I also have electrical wires hooked up to my spine and have to carry a black box and a battery with me for the rest of my life, at night I have to wear a diaper
I haven’t made any of this public on the forum, because outside I get treated differently and I don’t want that here. This is a place like my grow tent, a place I can forget, enjoy, so when someone comes along that sounds like MK I am going to call that person out.
I don’t spread in every post about my conditions, thats wrong and unfair to others.
If your not MK I apologize
Again, I left, you stay, I don’t like people who feel sorry for themselves and let every thread/post know it.
luv ya’s all, it’s been great
Hey you old bastard, don’t you dare leave!
Everybody can live together in peace guys… common both of you have people that care about them here.
I hesitated to write anything on that topic because judgment flies high and fast here, but in this very occasion I don’t care…
Nobody needs to leave, just ignore each other like grown man…
Please take 2 minutes to think about this :
These are just a few observations I saw while reading your posts gentlemen
:
@piper, your body is deteriorating fast and you are losing function of your limbs and are wracked by physical pains and mental anguish and impatience.

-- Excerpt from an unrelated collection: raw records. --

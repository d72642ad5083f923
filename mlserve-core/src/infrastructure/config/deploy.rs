// mlserve-core/src/infrastructure/config/deploy.rs

use serde::{Deserialize, Serialize};
use std::fs;
use std::path::{Path, PathBuf};
use std::time::Duration;
use tracing::{info, instrument};
use validator::Validate;

use crate::domain::access::AccessControlEntry;
use crate::domain::environment::{DEFAULT_HOST, Environment};
use crate::domain::error::DomainError;
use crate::domain::model::ModelName;
use crate::domain::serving::WorkloadShape;
use crate::infrastructure::error::InfrastructureError;

pub const CONFIG_CANDIDATES: [&str; 2] = ["mlserve.yaml", "mlserve_project_conf.yaml"];

// --- DATA CONTRACT (mlserve.yaml) ---

#[derive(Debug, Deserialize, Serialize, Clone, Validate)]
pub struct DeployConfig {
    #[serde(default)]
    pub name: Option<String>,

    /// Workspace host, with or without scheme. `DATABRICKS_HOST` wins over it.
    #[serde(default)]
    pub host: Option<String>,

    /// Never read from the file: `DATABRICKS_TOKEN` only.
    #[serde(skip)]
    pub token: Option<String>,

    /// dev | qa | prod. When absent, the hostname strategy decides.
    #[serde(default)]
    pub environment: Option<String>,

    #[serde(default)]
    pub env_prefix: String,

    #[serde(default = "default_catalog_base")]
    #[validate(length(min = 1, message = "catalog_base cannot be empty"))]
    pub catalog_base: String,

    #[serde(default = "default_schema")]
    #[validate(length(min = 1, message = "schema cannot be empty"))]
    pub schema: String,

    #[serde(default)]
    pub model_name: Option<String>,

    #[serde(default = "default_alias")]
    #[validate(length(min = 1, message = "alias cannot be empty"))]
    pub alias: String,

    #[serde(default = "default_timeout_secs")]
    #[validate(range(min = 1, max = 600))]
    pub timeout_secs: u64,

    #[serde(default)]
    pub workload: WorkloadShape,

    /// Principals kept on the endpoint besides the running identity.
    #[serde(default)]
    pub access_control: Vec<AccessControlEntry>,
}

fn default_catalog_base() -> String {
    "digital_technology".to_string()
}
fn default_schema() -> String {
    "ai_agency_bronze".to_string()
}
fn default_alias() -> String {
    "staging".to_string()
}
fn default_timeout_secs() -> u64 {
    30
}

impl Default for DeployConfig {
    fn default() -> Self {
        Self {
            name: None,
            host: None,
            token: None,
            environment: None,
            env_prefix: String::new(),
            catalog_base: default_catalog_base(),
            schema: default_schema(),
            model_name: None,
            alias: default_alias(),
            timeout_secs: default_timeout_secs(),
            workload: WorkloadShape::default(),
            access_control: Vec::new(),
        }
    }
}

/// Values given on the command line. They win over the file and the environment.
#[derive(Debug, Default, Clone)]
pub struct ConfigOverrides {
    pub environment: Option<String>,
    pub env_prefix: Option<String>,
    pub alias: Option<String>,
    pub model_name: Option<String>,
}

impl DeployConfig {
    pub fn host(&self) -> &str {
        self.host
            .as_deref()
            .filter(|h| !h.trim().is_empty())
            .unwrap_or(DEFAULT_HOST)
    }

    pub fn environment(&self) -> Result<Environment, DomainError> {
        Environment::resolve(self.environment.as_deref(), self.host())
    }

    /// `<env_prefix><catalog_base>`, e.g. `dev_` + `digital_technology`.
    pub fn catalog(&self) -> String {
        format!("{}{}", self.env_prefix, self.catalog_base)
    }

    pub fn model(&self) -> Result<ModelName, InfrastructureError> {
        let name = self
            .model_name
            .as_deref()
            .filter(|n| !n.trim().is_empty())
            .ok_or_else(|| {
                InfrastructureError::ConfigError(
                    "model_name is required (mlserve.yaml or --model-name)".to_string(),
                )
            })?;
        ModelName::new(self.catalog(), self.schema.clone(), name)
            .map_err(|e| InfrastructureError::ConfigError(e.to_string()))
    }

    pub fn token(&self) -> Result<&str, InfrastructureError> {
        self.token
            .as_deref()
            .filter(|t| !t.is_empty())
            .ok_or_else(|| InfrastructureError::ConfigError("DATABRICKS_TOKEN is not set".into()))
    }

    pub fn timeout(&self) -> Duration {
        Duration::from_secs(self.timeout_secs)
    }

    /// Applies CLI values and validates the result again.
    pub fn apply_overrides(
        &mut self,
        overrides: ConfigOverrides,
    ) -> Result<(), InfrastructureError> {
        if let Some(env) = overrides.environment {
            self.environment = Some(env);
        }
        if let Some(prefix) = overrides.env_prefix {
            self.env_prefix = prefix;
        }
        if let Some(alias) = overrides.alias {
            self.alias = alias;
        }
        if let Some(model) = overrides.model_name {
            self.model_name = Some(model);
        }
        self.check()
    }

    fn check(&self) -> Result<(), InfrastructureError> {
        self.validate()
            .map_err(|e| InfrastructureError::ConfigError(e.to_string()))
    }
}

// --- LOADER ---

/// Loads `mlserve.yaml`, then layers the process environment on top.
///
/// With an explicit `path` the file must exist. Without one, the candidates are
/// looked up in `dir` and defaults are used when none is present.
#[instrument(skip(dir))]
pub fn load_deploy_config(
    path: Option<&Path>,
    dir: &Path,
) -> Result<DeployConfig, InfrastructureError> {
    let mut config = match path {
        Some(p) => {
            if !p.exists() {
                return Err(InfrastructureError::ConfigNotFound(p.display().to_string()));
            }
            read_config(p)?
        }
        None => match find_config(dir) {
            Some(p) => read_config(&p)?,
            None => {
                info!("No mlserve.yaml found, using defaults");
                DeployConfig::default()
            }
        },
    };

    apply_env_overrides(&mut config, |key| std::env::var(key).ok());

    config.check()?;

    Ok(config)
}

fn find_config(dir: &Path) -> Option<PathBuf> {
    CONFIG_CANDIDATES
        .iter()
        .map(|f| dir.join(f))
        .find(|p| p.exists())
}

fn read_config(path: &Path) -> Result<DeployConfig, InfrastructureError> {
    info!(path = ?path, "Loading deploy configuration");
    let content = fs::read_to_string(path)?;
    Ok(serde_yaml::from_str(&content)?)
}

/// Layering: `DATABRICKS_HOST`, `DATABRICKS_TOKEN`, `MLSERVE_ENV`, `MLSERVE_ENV_PREFIX`.
pub fn apply_env_overrides<F>(config: &mut DeployConfig, lookup: F)
where
    F: Fn(&str) -> Option<String>,
{
    if let Some(host) = lookup("DATABRICKS_HOST").filter(|v| !v.is_empty()) {
        info!(old = ?config.host, new = %host, "Overriding host via ENV");
        config.host = Some(host);
    }
    if let Some(token) = lookup("DATABRICKS_TOKEN") {
        config.token = Some(token);
    }
    if let Some(env) = lookup("MLSERVE_ENV").filter(|v| !v.is_empty()) {
        info!(old = ?config.environment, new = %env, "Overriding environment via ENV");
        config.environment = Some(env);
    }
    if let Some(prefix) = lookup("MLSERVE_ENV_PREFIX") {
        config.env_prefix = prefix;
    }
}

#[cfg(test)]
#[allow(clippy::unwrap_used)]
mod tests {
    use super::*;
    use crate::domain::access::{PermissionLevel, Principal};
    use crate::domain::serving::WorkloadSize;
    use anyhow::Result;
    use std::collections::HashMap;

    const SAMPLE: &str = r#"
name: my_model_deployment_project
host: lego-ssc-qa.cloud.databricks.com
env_prefix: "qa_"
model_name: my_model_deployment_project_ml_pipeline_model
workload:
  size: Medium
access_control:
  - group_name: c1.app.access.sscdp.ai_agency.developer
    permission_level: CAN_MANAGE
"#;

    fn env(pairs: &[(&str, &str)]) -> impl Fn(&str) -> Option<String> {
        let map: HashMap<String, String> = pairs
            .iter()
            .map(|(k, v)| (k.to_string(), v.to_string()))
            .collect();
        move |k| map.get(k).cloned()
    }

    #[test]
    fn test_sample_config_with_defaults() -> Result<()> {
        let config: DeployConfig = serde_yaml::from_str(SAMPLE)?;

        assert_eq!(config.alias, "staging");
        assert_eq!(config.schema, "ai_agency_bronze");
        assert_eq!(config.catalog(), "qa_digital_technology");
        assert_eq!(config.environment()?, Environment::Qa);
        assert_eq!(config.workload.size, WorkloadSize::Medium);
        assert!(config.workload.scale_to_zero);
        assert_eq!(
            config.model()?.full_name(),
            "qa_digital_technology.ai_agency_bronze.my_model_deployment_project_ml_pipeline_model"
        );
        assert_eq!(
            config.access_control[0].principal,
            Principal::Group("c1.app.access.sscdp.ai_agency.developer".into())
        );
        assert_eq!(
            config.access_control[0].permission_level,
            PermissionLevel::CanManage
        );
        Ok(())
    }

    #[test]
    fn test_token_is_never_read_from_file() -> Result<()> {
        let config: DeployConfig = serde_yaml::from_str("token: leaked\nmodel_name: m")?;
        assert!(config.token().is_err());
        Ok(())
    }

    #[test]
    fn test_env_then_cli_layering() -> Result<()> {
        let mut config: DeployConfig = serde_yaml::from_str(SAMPLE)?;

        apply_env_overrides(
            &mut config,
            env(&[
                ("DATABRICKS_HOST", "https://lego-ssc-prod.cloud.databricks.com"),
                ("DATABRICKS_TOKEN", "dapi-123"),
                ("MLSERVE_ENV_PREFIX", ""),
            ]),
        );
        assert_eq!(config.environment()?, Environment::Prod);
        assert_eq!(config.token()?, "dapi-123");
        assert_eq!(config.catalog(), "digital_technology");

        config.apply_overrides(ConfigOverrides {
            environment: Some("dev".into()),
            alias: Some("production".into()),
            ..Default::default()
        })?;
        assert_eq!(config.environment()?, Environment::Dev);
        assert_eq!(config.alias, "production");
        Ok(())
    }

    #[test]
    fn test_cli_overrides_are_validated() -> Result<()> {
        let mut config: DeployConfig = serde_yaml::from_str(SAMPLE)?;

        let err = config
            .apply_overrides(ConfigOverrides {
                alias: Some(String::new()),
                ..Default::default()
            })
            .unwrap_err();
        assert!(
            matches!(err, InfrastructureError::ConfigError(ref m) if m.contains("alias cannot be empty"))
        );
        Ok(())
    }

    #[test]
    fn test_missing_model_name_is_config_error() {
        let config = DeployConfig::default();
        assert!(matches!(
            config.model(),
            Err(InfrastructureError::ConfigError(_))
        ));
        assert_eq!(config.host(), DEFAULT_HOST);
        assert_eq!(config.environment().unwrap(), Environment::Dev);
    }

    #[test]
    fn test_load_from_dir_and_explicit_path() -> Result<()> {
        let dir = tempfile::tempdir()?;
        fs::write(dir.path().join("mlserve.yaml"), SAMPLE)?;

        let found = load_deploy_config(None, dir.path())?;
        assert_eq!(found.name.as_deref(), Some("my_model_deployment_project"));

        let missing = load_deploy_config(Some(&dir.path().join("nope.yaml")), dir.path());
        assert!(matches!(
            missing,
            Err(InfrastructureError::ConfigNotFound(_))
        ));
        Ok(())
    }

    #[test]
    fn test_invalid_timeout_is_rejected() -> Result<()> {
        let dir = tempfile::tempdir()?;
        let path = dir.path().join("mlserve.yaml");
        fs::write(&path, "model_name: m\ntimeout_secs: 0\n")?;

        let result = load_deploy_config(Some(&path), dir.path());
        assert!(matches!(result, Err(InfrastructureError::ConfigError(_))));
        Ok(())
    }
}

@lbdwarrior, your mind is going fast and you are left with a body you can’t use properly anymore. It drives a sense of urgency to finalize your projects and impatience when not properly understood…
Both of you are using Cannabis as a way to alleviate the pain and help with your conditions…
Both of you are no-nonsense old wolves with the temper that goes with it…
And finally, both of you like to help others as much as you can, each in your own way…
So my conclusion is this : This forum can live with the both of you in it! Just ignore each other if you can’t stand each other. You both have people that like you dearly here and could profit from your experiences…
@lbdwarrior : whatever @piper thinks of you should have no incidence in your goals. You wanted to teach your wife to help you… well teach and stop bitching.
@piper : since when do you care what people think of you? I for one will be pissed and really sad if you leave!
Now everybody light a big fucking (pardon my french here) joint and CHILL!
Peace and Love to all who wants it, the others will get what they want anyway! (there’s many level to that sentence…) 
Perfectly said @kapouic. I was struggling to find the right words as I look up both. I will need help from each of you at different times. If you guys tell me 2 completely different things so what! It is up to me to decide how I will proceeded.
Please both of you STAY!
Very good words @kapouic and @fifth I totally agree with you.
I’m in lockdown on my own in a crappy flat in a wet shitty dull town somewhere in police state UK. You guys and my grow is the only thing keeping me sane! Please @lbdwarrior and @piper do not go anywhere! I will miss you guys!!
Please don’t go - you teach me so much in an enjoyable way n I love it. Xxx
I just found this topics. Jeff, you sir are my hero! I have already learned a great deal about growing and about life from your first post. You will always be you. Keep fighting the good fight. God(s), Spirit, Source, the Universe bless and keep you.
Mt father had dementia. We think it was from being a professional boxer in the 1920s.